### ENTRIES PROVIDED
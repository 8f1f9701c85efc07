mod common;

use axum::http::StatusCode;
use models::{Role, UserStatus};
use serde_json::json;
use service::user_service::{self, UpdateUserInput};

use common::{spawn_app, PASSWORD};

#[tokio::test]
async fn health_reports_ok() -> anyhow::Result<()> {
    let app = spawn_app().await?;
    let resp = app.get("/health", None).await?;
    assert_eq!(resp.status, StatusCode::OK);
    assert_eq!(resp.json()["status"], "ok");
    Ok(())
}

#[tokio::test]
async fn register_login_me_logout() -> anyhow::Result<()> {
    let app = spawn_app().await?;

    let resp = app
        .post("/api/auth/register", None, json!({"email": "Amina@Example.com", "name": "Amina", "password": PASSWORD}))
        .await?;
    assert_eq!(resp.status, StatusCode::CREATED);
    assert_eq!(resp.json()["role"], "student");
    assert_eq!(resp.json()["email"], "amina@example.com");

    let resp = app.post("/api/auth/login", None, json!({"email": "amina@example.com", "password": PASSWORD})).await?;
    assert_eq!(resp.status, StatusCode::OK);
    let cookie = resp.headers.get("set-cookie").and_then(|v| v.to_str().ok()).unwrap_or_default().to_string();
    assert!(cookie.starts_with("session="));
    assert!(cookie.contains("HttpOnly"));
    assert!(cookie.contains("SameSite=Lax"));
    let token = resp.json()["token"].as_str().unwrap_or_default().to_string();

    // Cookie and bearer both identify the caller
    let cookie_pair = cookie.split(';').next().unwrap_or_default().to_string();
    let req = axum::http::Request::builder()
        .uri("/api/auth/me")
        .header("cookie", cookie_pair)
        .body(axum::body::Body::empty())?;
    let resp = tower::ServiceExt::oneshot(app.router.clone(), req).await?;
    assert_eq!(resp.status(), StatusCode::OK);

    let resp = app.get("/api/auth/me", Some(&token)).await?;
    assert_eq!(resp.status, StatusCode::OK);
    assert_eq!(resp.json()["name"], "Amina");

    let resp = app.post("/api/auth/logout", None, json!({})).await?;
    assert_eq!(resp.status, StatusCode::NO_CONTENT);
    assert!(resp.headers.get("set-cookie").is_some());
    Ok(())
}

#[tokio::test]
async fn me_requires_a_session() -> anyhow::Result<()> {
    let app = spawn_app().await?;
    assert_eq!(app.get("/api/auth/me", None).await?.status, StatusCode::UNAUTHORIZED);
    let resp = app.get("/api/auth/me", Some("not-a-jwt")).await?;
    assert_eq!(resp.status, StatusCode::UNAUTHORIZED);
    assert_eq!(resp.json()["error"], "Unauthorized");
    Ok(())
}

#[tokio::test]
async fn duplicate_and_invalid_registrations_are_rejected() -> anyhow::Result<()> {
    let app = spawn_app().await?;
    let body = json!({"email": "dup@example.com", "name": "Dup", "password": PASSWORD});
    assert_eq!(app.post("/api/auth/register", None, body.clone()).await?.status, StatusCode::CREATED);
    assert_eq!(app.post("/api/auth/register", None, body).await?.status, StatusCode::CONFLICT);

    let short = json!({"email": "short@example.com", "name": "Short", "password": "abc"});
    assert_eq!(app.post("/api/auth/register", None, short).await?.status, StatusCode::BAD_REQUEST);

    let bad_email = json!({"email": "nope", "name": "X", "password": PASSWORD});
    assert_eq!(app.post("/api/auth/register", None, bad_email).await?.status, StatusCode::BAD_REQUEST);
    Ok(())
}

#[tokio::test]
async fn wrong_password_is_unauthorized() -> anyhow::Result<()> {
    let app = spawn_app().await?;
    app.user("s@example.com", "S", Role::Student).await?;
    let resp = app.post("/api/auth/login", None, json!({"email": "s@example.com", "password": "wrong-password"})).await?;
    assert_eq!(resp.status, StatusCode::UNAUTHORIZED);
    Ok(())
}

#[tokio::test]
async fn disabled_accounts_cannot_log_in_or_use_sessions() -> anyhow::Result<()> {
    let app = spawn_app().await?;
    let (user, token) = app.user("gone@example.com", "Gone", Role::Student).await?;
    user_service::update_user(&app.state.db, user.id, UpdateUserInput { status: Some(UserStatus::Disabled), ..Default::default() }).await?;

    let resp = app.post("/api/auth/login", None, json!({"email": "gone@example.com", "password": PASSWORD})).await?;
    assert_eq!(resp.status, StatusCode::FORBIDDEN);
    assert_eq!(app.get("/api/auth/me", Some(&token)).await?.status, StatusCode::UNAUTHORIZED);
    Ok(())
}

#[tokio::test]
async fn change_password_checks_current() -> anyhow::Result<()> {
    let app = spawn_app().await?;
    let (_, token) = app.user("pw@example.com", "Pw", Role::Teacher).await?;

    let wrong = json!({"current_password": "not-it-at-all", "new_password": "AnotherPass1"});
    assert_eq!(app.post("/api/auth/password", Some(&token), wrong).await?.status, StatusCode::UNAUTHORIZED);

    let ok = json!({"current_password": PASSWORD, "new_password": "AnotherPass1"});
    assert_eq!(app.post("/api/auth/password", Some(&token), ok).await?.status, StatusCode::NO_CONTENT);

    let resp = app.post("/api/auth/login", None, json!({"email": "pw@example.com", "password": "AnotherPass1"})).await?;
    assert_eq!(resp.status, StatusCode::OK);
    Ok(())
}

#[tokio::test]
async fn malformed_body_and_unknown_api_paths_answer_in_json() -> anyhow::Result<()> {
    let app = spawn_app().await?;
    let resp = app.post("/api/auth/login", None, json!({"email": 5})).await?;
    assert_eq!(resp.status, StatusCode::BAD_REQUEST);
    assert_eq!(resp.json()["error"], "Invalid Body");

    let resp = app.get("/api/does-not-exist", None).await?;
    assert_eq!(resp.status, StatusCode::NOT_FOUND);
    assert_eq!(resp.json()["error"], "Not Found");
    Ok(())
}

#[tokio::test]
async fn openapi_document_is_served() -> anyhow::Result<()> {
    let app = spawn_app().await?;
    let resp = app.get("/api-docs/openapi.json", None).await?;
    assert_eq!(resp.status, StatusCode::OK);
    assert!(resp.json()["paths"]["/api/auth/login"].is_object());
    Ok(())
}
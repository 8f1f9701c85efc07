use axum::extract::State;
use axum::http::StatusCode;
use axum::Json;
use tracing::info;

use models::class_session;
use service::schedule_service::{self, ScheduleEntry, ScheduleInput, SessionView, StudentSummary};

use crate::errors::{ApiJson, ApiPath, JsonApiError};
use crate::routes::auth::ServerState;
use crate::session::CurrentUser;

#[utoipa::path(post, path = "/api/admin/schedule", tag = "admin", request_body = crate::openapi::ScheduleRequest, responses((status = 201, description = "Class scheduled, both parties notified"), (status = 400, description = "Bad Request")))]
pub async fn create(
    State(state): State<ServerState>,
    ApiJson(input): ApiJson<ScheduleInput>,
) -> Result<(StatusCode, Json<class_session::Model>), JsonApiError> {
    let s = schedule_service::create_session(&state.db, input).await?;
    Ok((StatusCode::CREATED, Json(s)))
}

#[utoipa::path(get, path = "/api/admin/schedule", tag = "admin", responses((status = 200, description = "All sessions")))]
pub async fn list(State(state): State<ServerState>) -> Result<Json<Vec<SessionView>>, JsonApiError> {
    Ok(Json(schedule_service::list_sessions(&state.db).await?))
}

#[utoipa::path(delete, path = "/api/admin/schedule/{id}", tag = "admin", params(("id" = i32, Path, description = "Session id")), responses((status = 204, description = "Deleted"), (status = 404, description = "Not Found")))]
pub async fn delete(State(state): State<ServerState>, ApiPath(id): ApiPath<i32>) -> Result<StatusCode, JsonApiError> {
    if !schedule_service::delete_session(&state.db, id).await? {
        return Err(JsonApiError::not_found("class session"));
    }
    info!(id = %id, "class session deleted");
    Ok(StatusCode::NO_CONTENT)
}

#[utoipa::path(get, path = "/api/schedule", tag = "schedule", responses((status = 200, description = "Caller's weekly sessions"), (status = 401, description = "Unauthorized")))]
pub async fn mine(State(state): State<ServerState>, current: CurrentUser) -> Result<Json<Vec<ScheduleEntry>>, JsonApiError> {
    Ok(Json(schedule_service::my_schedule(&state.db, current.id()).await?))
}

#[utoipa::path(get, path = "/api/teacher/students", tag = "schedule", responses((status = 200, description = "Distinct students of the teacher"), (status = 403, description = "Not a teacher")))]
pub async fn teacher_students(State(state): State<ServerState>, current: CurrentUser) -> Result<Json<Vec<StudentSummary>>, JsonApiError> {
    Ok(Json(schedule_service::teacher_students(&state.db, current.id()).await?))
}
######
**REQUIREMENT**
Copy each line of the records that contains the word "ScheduleEntry".

**TASK SOLUTION**
use service::schedule_service::{self, ScheduleEntry, ScheduleInput, SessionView, StudentSummary};
pub async fn mine(State(state): State<ServerState>, current: CurrentUser) -> Result<Json<Vec<ScheduleEntry>>, JsonApiError> {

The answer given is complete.